I do not want to sound overly romantic here...Africa can be dirty, poor, and chaotic. I mean, who knew that the smell of body odor and diesel and the crush of people could take me to a happy place? But honestly, it was like I was feeling my heart come alive again! The sky is amazing in Malawi, and it seemed to be just as big in Uganda. When we got in the car and drove the hour into Kampala, I thrilled at seeing roadside stands, fires burning with people gathering outside to eat, cows crossing the street with no thought to the traffic, and drivers going seemingly crazy but with a casual smile the whole time. I saw advertisements that were familiar - Celtell, Zain, and other cell phone providers. I always found it funny that there was so many ways Africa was cut off, yet even in the bush there was 5-bar coverage!

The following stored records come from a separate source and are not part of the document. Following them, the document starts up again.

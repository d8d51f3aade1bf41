//! Elegant Context Core - Catalog and shopping cart library.
//!
//! This crate provides everything the shop needs to manage a cart for the
//! length of a session:
//! - a read-only product catalog
//! - a pure cart reducer over a closed set of actions
//! - a store that owns the cart and applies actions to it
//!
//! # Architecture
//!
//! The core crate contains only types and pure logic - no I/O, no
//! persistence, no rendering. The `cli` crate drives it from the terminal.
//!
//! # Modules
//!
//! - [`types`] - Newtype wrappers for type-safe IDs and prices
//! - [`catalog`] - Products and the [`ProductLookup`] trait
//! - [`cart`] - Cart state, actions, and the [`reduce`] function
//! - [`store`] - [`CartStore`], the single owner of a session's cart

#![cfg_attr(not(test), forbid(unsafe_code))]

pub mod cart;
pub mod catalog;
pub mod store;
pub mod types;

pub use cart::{
    ActionEnvelope, ActionError, CartAction, CartError, CartItem, CartState, reduce,
};
pub use catalog::{Catalog, CatalogError, Product, ProductLookup};
pub use store::{CartStore, DispatchError};
pub use types::*;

We got to the Inn and I was happy to see the bed with the mosquito net over it - a common site in Africa. I was tired and felt grimy, and looked forward to a shower and sleep. However, when I awoke in the night, the reality of Africa hit me. Crawling out of the mosquito net and using my flashlight because the power was out, I opened the bathroom door to see the biggest cockroach I have ever seen looking at me and scattering away. Lizards were crawling on the wall and making scurrying noises overhead (I am pretending that was the lizards, ok??) I was exhausted, away from my kids, and heading into the unknown the next day. And I was an emotional mess.
How could I go from such a high to such a low in that time? I did the only thing I could do - I woke up Shawn and had him hug me, then I prayed. I cried out to God to take away the irrational fears of the night, the guilt of leaving the kids, the tiredness of my mind. And you know what? He is sufficient.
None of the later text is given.